Saved data entries

--------

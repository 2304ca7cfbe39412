use async_trait::async_trait;

use crate::error::Result;
use crate::models::PlayerId;

use super::table::ResultTable;

/// Raw access to the external stats provider.
///
/// Implementations return the provider's tables untouched; callers own the
/// mapping from positional columns to named fields. Any method may fail for
/// reasons outside the process, so callers must treat errors as "no data".
#[async_trait]
pub trait StatsProvider: Send + Sync {
    /// Every player the provider knows, one row per player
    /// (`CommonAllPlayers` layout).
    async fn player_index(&self) -> Result<ResultTable>;

    /// Biographical row for one player (`CommonPlayerInfo` layout).
    async fn player_info(&self, player_id: PlayerId) -> Result<ResultTable>;

    /// Per-game regular-season rows, one per season and team
    /// (`SeasonTotalsRegularSeason` layout).
    async fn career_table(&self, player_id: PlayerId) -> Result<ResultTable>;
}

--------

Take the line above containing "callers own the", the line containing "pub trait StatsProvider: Send", and all lines in between, and copy them exactly without anything else.

> [Answer box]
/// Implementations return the provider's tables untouched; callers own the
/// mapping from positional columns to named fields. Any method may fail for
/// reasons outside the process, so callers must treat errors as "no data".
#[async_trait]
pub trait StatsProvider: Send + Sync {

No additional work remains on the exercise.